香林和尚はいつも弟子たちに次のように訓示していました。

「正しい悟りを得るためには、ちゃんとした師匠のもとで修行すべきだ。そしてそのためには、師匠の善し悪しがはっきりと見分けられなければならない。その上で、その師匠の悟りの境地が浅いか深いかを見極められることが肝心だ。

諸君、なにごともまず志ありきだ。修行時代のお釈迦様は、たった一言であっても志を立ててから口を開いていたのだ。それどころか、発言しようという一念を起こすにあたっても志を立てていたのだぞ!」

後になって、僧が香林和尚に訪ねました。

僧:「「部屋の中のひとつの灯り」とは、いったい何のことでしょうか?」
香:「三人が口を揃えれば、カメをスッポンだと言いくるめることなど簡単なことだ。」

僧:「・・・質問を変えます。僧衣の下はいったいどうなっているのでしょうか?」
香:「年末の山焼きだね。」

先にも申し上げたように高名な師匠たちは皆、それぞれの「仏とはなにか?」に対する答えを持っているのですが、「達磨大師はなぜ中国に来たか?」に関しても同じことが言え、実に多様なバリエーションがあります。

ただ、冒頭に挙げた香林和尚の答えだけが、天下の人たちを抑え込んでグウの音も出なくさせるものなのです。

「達磨大師はなぜ中国に来たか?」→「座り続けでお疲れさん」

なんというか味もそっけもない回答で、普通に考えたのではまず意味がわかりません。

よく言われるのが、「これはあれだよ。ダルマさんは中国に来てから九年間も壁に向かって座り続けた人だから、それでもって「お疲れさん」ということなんじゃないかな?」というヤツですが、もちろん全然的はずれです。

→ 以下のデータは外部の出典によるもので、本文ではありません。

// Copyright (c) 2025 Soumyadip Sarkar.
// All rights reserved.
//
// This source code is licensed under the license found in the
// LICENSE file in the root directory of this source tree.

//! Closed-form financial calculators.
//!
//! Every function here is pure: explicit parameters in, a result record out.
//! Rates are annual percentages (12 means 12% p.a.). Inputs are validated and
//! rejected with `Error::InvalidInput`; zero rates take their own branch so no
//! NaN or infinity reaches a caller.

use serde::Serialize;
use std::collections::BTreeMap;
use tracing::warn;

use crate::error::{Result, invalid};

/// Corpus multiple of annual expenses (the 4% withdrawal rule).
pub const FIRE_CORPUS_MULTIPLE: f64 = 25.0;

fn require_positive(name: &str, v: f64) -> Result<()> {
    if !v.is_finite() || v <= 0.0 {
        return Err(invalid(format!("{} must be a positive number, got {}", name, v)));
    }
    Ok(())
}

fn require_non_negative(name: &str, v: f64) -> Result<()> {
    if !v.is_finite() || v < 0.0 {
        return Err(invalid(format!("{} must not be negative, got {}", name, v)));
    }
    Ok(())
}

/// Longest horizon any calculator accepts. Keeps month counts and `powi`
/// exponents well inside `i32`.
pub const MAX_YEARS: u32 = 100;

fn require_years(years: u32) -> Result<()> {
    if years == 0 || years > MAX_YEARS {
        return Err(invalid(format!(
            "years must be between 1 and {}, got {}",
            MAX_YEARS, years
        )));
    }
    Ok(())
}

/// Builds a named parameter map, the shape persisted in `CalculatorResult`.
pub fn named(pairs: &[(&str, f64)]) -> BTreeMap<String, f64> {
    pairs.iter().map(|(k, v)| (k.to_string(), *v)).collect()
}

#[derive(Debug, Clone, PartialEq, Serialize)]
pub struct YearlyProjection {
    pub year: u32,
    pub invested: f64,
    pub value: f64,
    pub returns: f64,
}

#[derive(Debug, Clone, PartialEq, Serialize)]
pub struct InvestmentProjection {
    pub total_investment: f64,
    pub estimated_returns: f64,
    pub total_value: f64,
    pub yearly_breakdown: Vec<YearlyProjection>,
}

impl InvestmentProjection {
    pub fn results(&self) -> BTreeMap<String, f64> {
        named(&[
            ("total_investment", self.total_investment),
            ("estimated_returns", self.estimated_returns),
            ("total_value", self.total_value),
        ])
    }
}

// Future value of an annuity due: contributions at the start of each month.
fn sip_value(monthly: f64, monthly_rate: f64, months: u32) -> f64 {
    if monthly_rate == 0.0 {
        return monthly * months as f64;
    }
    let growth = (1.0 + monthly_rate).powi(months as i32);
    monthly * ((growth - 1.0) / monthly_rate) * (1.0 + monthly_rate)
}

pub fn sip(monthly_investment: f64, annual_rate: f64, years: u32) -> Result<InvestmentProjection> {
    require_positive("monthly_investment", monthly_investment)?;
    require_non_negative("annual_rate", annual_rate)?;
    require_years(years)?;

    let monthly_rate = annual_rate / 12.0 / 100.0;
    let months = years * 12;

    let yearly_breakdown = (1..=years)
        .map(|year| {
            let elapsed = year * 12;
            let invested = monthly_investment * elapsed as f64;
            let value = sip_value(monthly_investment, monthly_rate, elapsed);
            YearlyProjection {
                year,
                invested,
                value,
                returns: value - invested,
            }
        })
        .collect();

    let total_investment = monthly_investment * months as f64;
    let total_value = sip_value(monthly_investment, monthly_rate, months);
    Ok(InvestmentProjection {
        total_investment,
        estimated_returns: total_value - total_investment,
        total_value,
        yearly_breakdown,
    })
}

pub fn lumpsum(principal: f64, annual_rate: f64, years: u32) -> Result<InvestmentProjection> {
    require_positive("principal", principal)?;
    require_non_negative("annual_rate", annual_rate)?;
    require_years(years)?;

    let growth = 1.0 + annual_rate / 100.0;
    let yearly_breakdown = (1..=years)
        .map(|year| {
            let value = principal * growth.powi(year as i32);
            YearlyProjection {
                year,
                invested: principal,
                value,
                returns: value - principal,
            }
        })
        .collect();

    let total_value = principal * growth.powi(years as i32);
    Ok(InvestmentProjection {
        total_investment: principal,
        estimated_returns: total_value - principal,
        total_value,
        yearly_breakdown,
    })
}

#[derive(Debug, Clone, PartialEq, Serialize)]
pub struct AmortizationEntry {
    pub month: u32,
    pub emi: f64,
    pub principal: f64,
    pub interest: f64,
    pub balance: f64,
}

#[derive(Debug, Clone, PartialEq, Serialize)]
pub struct LoanSchedule {
    pub emi: f64,
    pub total_payment: f64,
    pub total_interest: f64,
    /// Sampled at month 1, every 12th month, and the final month.
    pub breakdown: Vec<AmortizationEntry>,
}

impl LoanSchedule {
    pub fn results(&self) -> BTreeMap<String, f64> {
        named(&[
            ("emi", self.emi),
            ("total_payment", self.total_payment),
            ("total_interest", self.total_interest),
        ])
    }
}

/// Reducing-balance loan installment.
pub fn emi(principal: f64, annual_rate: f64, years: u32) -> Result<LoanSchedule> {
    require_positive("principal", principal)?;
    require_non_negative("annual_rate", annual_rate)?;
    require_years(years)?;

    let r = annual_rate / 12.0 / 100.0;
    let n = years * 12;
    let emi = if r == 0.0 {
        principal / n as f64
    } else {
        let growth = (1.0 + r).powi(n as i32);
        principal * r * growth / (growth - 1.0)
    };
    let total_payment = emi * n as f64;
    let total_interest = total_payment - principal;

    let mut balance = principal;
    let mut breakdown = Vec::new();
    for month in 1..=n {
        let interest = balance * r;
        let principal_paid = emi - interest;
        balance -= principal_paid;
        if month == 1 || month % 12 == 0 || month == n {
            breakdown.push(AmortizationEntry {
                month,
                emi,
                principal: principal_paid,
                interest,
                balance: balance.max(0.0),
            });
        }
    }

    Ok(LoanSchedule {
        emi,
        total_payment,
        total_interest,
        breakdown,
    })
}

#[derive(Debug, Clone, PartialEq, Serialize)]
#[serde(tag = "status", rename_all = "lowercase")]
pub enum CreditPayoff {
    Payable {
        months_exact: f64,
        months: u32,
        total_interest: f64,
        total_paid: f64,
    },
    /// The payment does not cover the monthly interest, so the balance never shrinks.
    Unpayable { monthly_interest: f64 },
}

impl CreditPayoff {
    pub fn is_payable(&self) -> bool {
        matches!(self, CreditPayoff::Payable { .. })
    }

    pub fn results(&self) -> BTreeMap<String, f64> {
        match self {
            CreditPayoff::Payable {
                months_exact,
                months,
                total_interest,
                total_paid,
            } => named(&[
                ("payable", 1.0),
                ("months_exact", *months_exact),
                ("months", *months as f64),
                ("total_interest", *total_interest),
                ("total_paid", *total_paid),
            ]),
            CreditPayoff::Unpayable { monthly_interest } => named(&[
                ("payable", 0.0),
                ("monthly_interest", *monthly_interest),
            ]),
        }
    }
}

/// Months to clear a card balance with a fixed monthly payment.
pub fn credit_payoff(balance: f64, apr: f64, monthly_payment: f64) -> Result<CreditPayoff> {
    require_positive("balance", balance)?;
    require_non_negative("apr", apr)?;
    require_positive("monthly_payment", monthly_payment)?;

    let r = apr / 12.0 / 100.0;
    let monthly_interest = balance * r;
    if monthly_payment <= monthly_interest {
        warn!(balance, apr, monthly_payment, "payment does not cover monthly interest");
        return Ok(CreditPayoff::Unpayable { monthly_interest });
    }

    let months_exact = if r == 0.0 {
        balance / monthly_payment
    } else {
        (monthly_payment / (monthly_payment - monthly_interest)).ln() / (1.0 + r).ln()
    };
    if !months_exact.is_finite() {
        warn!(balance, apr, monthly_payment, "payoff horizon is not finite");
        return Ok(CreditPayoff::Unpayable { monthly_interest });
    }

    let months = months_exact.ceil() as u32;
    Ok(CreditPayoff::Payable {
        months_exact,
        months,
        total_interest: monthly_payment * months_exact - balance,
        total_paid: monthly_payment * months as f64,
    })
}

#[derive(Debug, Clone, PartialEq, Serialize)]
pub struct InflationImpact {
    /// What `current_amount` will be worth in today's money after `years`.
    pub future_value: f64,
    pub purchasing_power_loss: f64,
}

impl InflationImpact {
    pub fn results(&self) -> BTreeMap<String, f64> {
        named(&[
            ("future_value", self.future_value),
            ("purchasing_power_loss", self.purchasing_power_loss),
        ])
    }
}

pub fn inflation(current_amount: f64, inflation_rate: f64, years: u32) -> Result<InflationImpact> {
    require_positive("current_amount", current_amount)?;
    require_non_negative("inflation_rate", inflation_rate)?;
    require_years(years)?;

    let future_value = current_amount / (1.0 + inflation_rate / 100.0).powi(years as i32);
    Ok(InflationImpact {
        future_value,
        purchasing_power_loss: current_amount - future_value,
    })
}

#[derive(Debug, Clone, PartialEq, Serialize)]
pub struct FireInputs {
    pub current_age: u32,
    pub retirement_age: u32,
    pub monthly_expenses: f64,
    pub current_savings: f64,
    pub monthly_savings: f64,
    pub expected_return: f64,
}

impl FireInputs {
    pub fn named(&self) -> BTreeMap<String, f64> {
        named(&[
            ("current_age", self.current_age as f64),
            ("retirement_age", self.retirement_age as f64),
            ("monthly_expenses", self.monthly_expenses),
            ("current_savings", self.current_savings),
            ("monthly_savings", self.monthly_savings),
            ("expected_return", self.expected_return),
        ])
    }
}

#[derive(Debug, Clone, PartialEq, Serialize)]
pub struct FireProjection {
    pub years_to_retirement: u32,
    pub required_corpus: f64,
    pub projected_savings: f64,
    pub shortfall: f64,
    pub on_track: bool,
}

impl FireProjection {
    pub fn results(&self) -> BTreeMap<String, f64> {
        named(&[
            ("years_to_retirement", self.years_to_retirement as f64),
            ("required_corpus", self.required_corpus),
            ("projected_savings", self.projected_savings),
            ("shortfall", self.shortfall),
        ])
    }
}

/// Corpus needed to retire at `retirement_age` versus what current savings and
/// contributions grow to. Contributions are annualised and compounded yearly.
pub fn fire(inputs: &FireInputs) -> Result<FireProjection> {
    if inputs.retirement_age <= inputs.current_age {
        return Err(invalid(format!(
            "retirement_age ({}) must be greater than current_age ({})",
            inputs.retirement_age, inputs.current_age
        )));
    }
    require_positive("monthly_expenses", inputs.monthly_expenses)?;
    require_non_negative("current_savings", inputs.current_savings)?;
    require_non_negative("monthly_savings", inputs.monthly_savings)?;
    require_non_negative("expected_return", inputs.expected_return)?;

    let years = inputs.retirement_age - inputs.current_age;
    require_years(years)?;
    let required_corpus = inputs.monthly_expenses * 12.0 * FIRE_CORPUS_MULTIPLE;

    let r = inputs.expected_return / 100.0;
    let annual_contribution = inputs.monthly_savings * 12.0;
    let projected_savings = if r == 0.0 {
        inputs.current_savings + annual_contribution * years as f64
    } else {
        let growth = (1.0 + r).powi(years as i32);
        inputs.current_savings * growth + annual_contribution * (growth - 1.0) / r
    };

    let shortfall = (required_corpus - projected_savings).max(0.0);
    Ok(FireProjection {
        years_to_retirement: years,
        required_corpus,
        projected_savings,
        shortfall,
        on_track: shortfall == 0.0,
    })
}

雪竇和尚は、このエピソードに対して次のようなポエムを詠みました。

ひとり、ふたり、・・・一千万人!
クツワを外し、荷物をおろしてやったとさ。
左にゴロゴロ、右にゴロゴロ・・・
紫胡和尚は劉鉄磨のバアさんに殴りかかる!

さすがは香林和尚の教えを継ぐ雪竇和尚、なんともズバリとスピーディなご指摘です!

え? 全くワケがわからない? まぁ、普通そうでしょうね。(苦笑)

彼らの手にかかったら、なんの一千万人で済むものですか。世界中の人が皆、束縛から逃れて自由の身になれるのです。

言葉づらだけで右に左に考えているようでは、紫胡和尚に棒で追いかけられても仕方ないと言えましょう。

紫胡和尚は南泉和尚の弟子であり、趙州和尚とも同門でした。

その頃、劉鉄磨という名の尼さんが近所に済んでいたのですが、これがなかなかの傑物で、あちこちの禅寺の坊主どもが問答を挑んでも一度も勝てない有様。

噂を聞いた紫胡和尚はわざわざ劉鉄磨さんのところまで出かけて行って言いました。

紫:「鉄の臼の劉バアさんというのはお前さんかね?」
劉:「いやいや、それほどの者ではないですよ!」

紫:「左にゴロゴロ、右にゴロゴロ・・・」
劉:「いやいや、アンタなにを言い出すのさ?」

紫胡和尚はそこで一喝しながら劉鉄磨さんを叩いたそうです。

僧が「達磨大師はなぜ中国に来たか?」と尋ねたのに対し、香林和尚は「座り続けでお疲れさん」と答えました。

これがもし字面どおりにしか受け止められないというのであれば、それこそ左に右に、言葉に引きずられてしまっているのです。

雪竇和尚はなぜこのようなポエムを詠んだのでしょうか?

答えのわかった人、手を挙げてください。